GM and its directors and executive officers and Hughes and certain of its
executive officers may be deemed to be participants in the solicitation of
proxies or consents from the holders of GM $1-2/3 common stock and GM Class H
common stock in connection with the proposed transactions. Information about the
directors and executive officers of GM and their ownership of GM stock is set
forth in the proxy statement for GM's 2003 annual meeting of shareholders.
Participants in GM's solicitation may also be deemed to include those persons
whose interests in GM or Hughes are not described in the proxy statement for
GM's 2003 annual meeting. Information regarding these persons and their
interests in GM and/or Hughes was filed pursuant to Rule 425 with the SEC by
each of GM and Hughes on April 10, 2003. Investors may obtain additional
information regarding the interests of such participants by reading the
prospectus and proxy/consent solicitation statement if and when it becomes
available.

This communication shall not constitute an offer to sell or the solicitation of
an offer to buy any securities, nor shall there be any sale of securities in any
jurisdiction in which such offer, solicitation or sale would be unlawful prior
to registration or qualification under the securities laws of any such
jurisdiction. No offering of securities shall be made except by means of a
prospectus meeting the requirements of Section 10 of the Securities Act of 1933,
as amended.

Materials included in this document contain "forward-looking statements" within
the meaning of the Private Securities Litigation Reform Act of 1995. Such
forward-looking statements involve known and unknown risks, uncertainties and
other factors that could cause actual results to be materially different from
historical results or from any future results expressed or implied by such
forward-looking statements. The factors that could cause actual results of GM,
Hughes and News to differ materially, many of which are beyond the control of
GM, Hughes or News include, but are not limited to, the following: (1) operating
costs, customer loss and business disruption, including, without limitation,
difficulties in maintaining relationships with employees, customers, clients or
suppliers, may be greater than expected following the transaction; (2) the
regulatory approvals required for the transaction may not be obtained on the
terms expected or on the anticipated schedule; (3) the effects of legislative
and regulatory changes; (4) an inability to retain necessary authorizations from
the FCC; (5) an increase in competition from cable as a result of digital cable
or otherwise, direct broadcast satellite, other satellite system operators, and
other providers of subscription television services; (6) the introduction of new
technologies and competitors into the subscription television business; (7)

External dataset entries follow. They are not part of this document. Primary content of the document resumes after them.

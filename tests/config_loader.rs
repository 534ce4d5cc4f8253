use std::io::Write;

use tempfile::NamedTempFile;
use uiflow::config::{Config, ConfigError};
use uiflow::event::EventAdapter;

fn write_config(content: &str) -> NamedTempFile {
    let mut file = NamedTempFile::new().expect("Failed to create temp config");
    file.write_all(content.as_bytes()).expect("Failed to write config");
    file
}

#[test]
fn full_config_round_trips_into_components() {
    let file = write_config(
        r#"
[events]
buffer_capacity = 16

[scheduler]
thread_name = "browser-ui"

[fetch]
timeout_seconds = 5
user_agent = "uiflow-test"

[logging]
level = "debug"
"#,
    );

    let config = Config::load_from(file.path()).unwrap();
    let adapter = EventAdapter::from_config(&config.events);

    assert_eq!(adapter.capacity(), 16);
    assert_eq!(config.scheduler.thread_name, "browser-ui");
    assert_eq!(config.fetch.timeout_seconds, 5);
    assert_eq!(config.fetch.user_agent, "uiflow-test");
    assert_eq!(config.logging.level, "debug");
}

#[test]
fn blank_thread_name_fails_validation() {
    let file = write_config("[scheduler]\nthread_name = \"  \"\n");

    let err = Config::load_from(file.path()).unwrap_err();
    match err {
        ConfigError::ValidationError { message } => assert!(message.contains("thread_name")),
        other => panic!("unexpected error: {}", other),
    }
}

#[test]
fn unreadable_path_is_a_read_error() {
    let dir = tempfile::tempdir().unwrap();

    // A directory exists but cannot be read as a file.
    let err = Config::load_from(dir.path()).unwrap_err();
    assert!(matches!(err, ConfigError::ReadError { .. }));
}

#[test]
fn wrong_type_is_a_parse_error() {
    let file = write_config("[events]\nbuffer_capacity = \"many\"\n");

    let err = Config::load_from(file.path()).unwrap_err();
    assert!(matches!(err, ConfigError::ParseError { .. }));
    assert!(err.to_string().contains("Failed to parse config file"));
}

changes in labor, programming, equipment and capital costs; (8) future
acquisitions, strategic partnerships and divestitures; (9) general business and
economic conditions; and (10) other risks described from time to time in
periodic reports filed by GM, Hughes or News with the SEC. You are urged to
consider statements that include the words "may," "will," "would," "could,"
"should," "believes," "estimates," "projects," "potential," "expects," "plans,"
"anticipates," "intends," "continues," "forecast," "designed," "goal," or the
negative of those words or other comparable words to be uncertain and
forward-looking. This cautionary statement applies to all forward-looking
statements included in this document.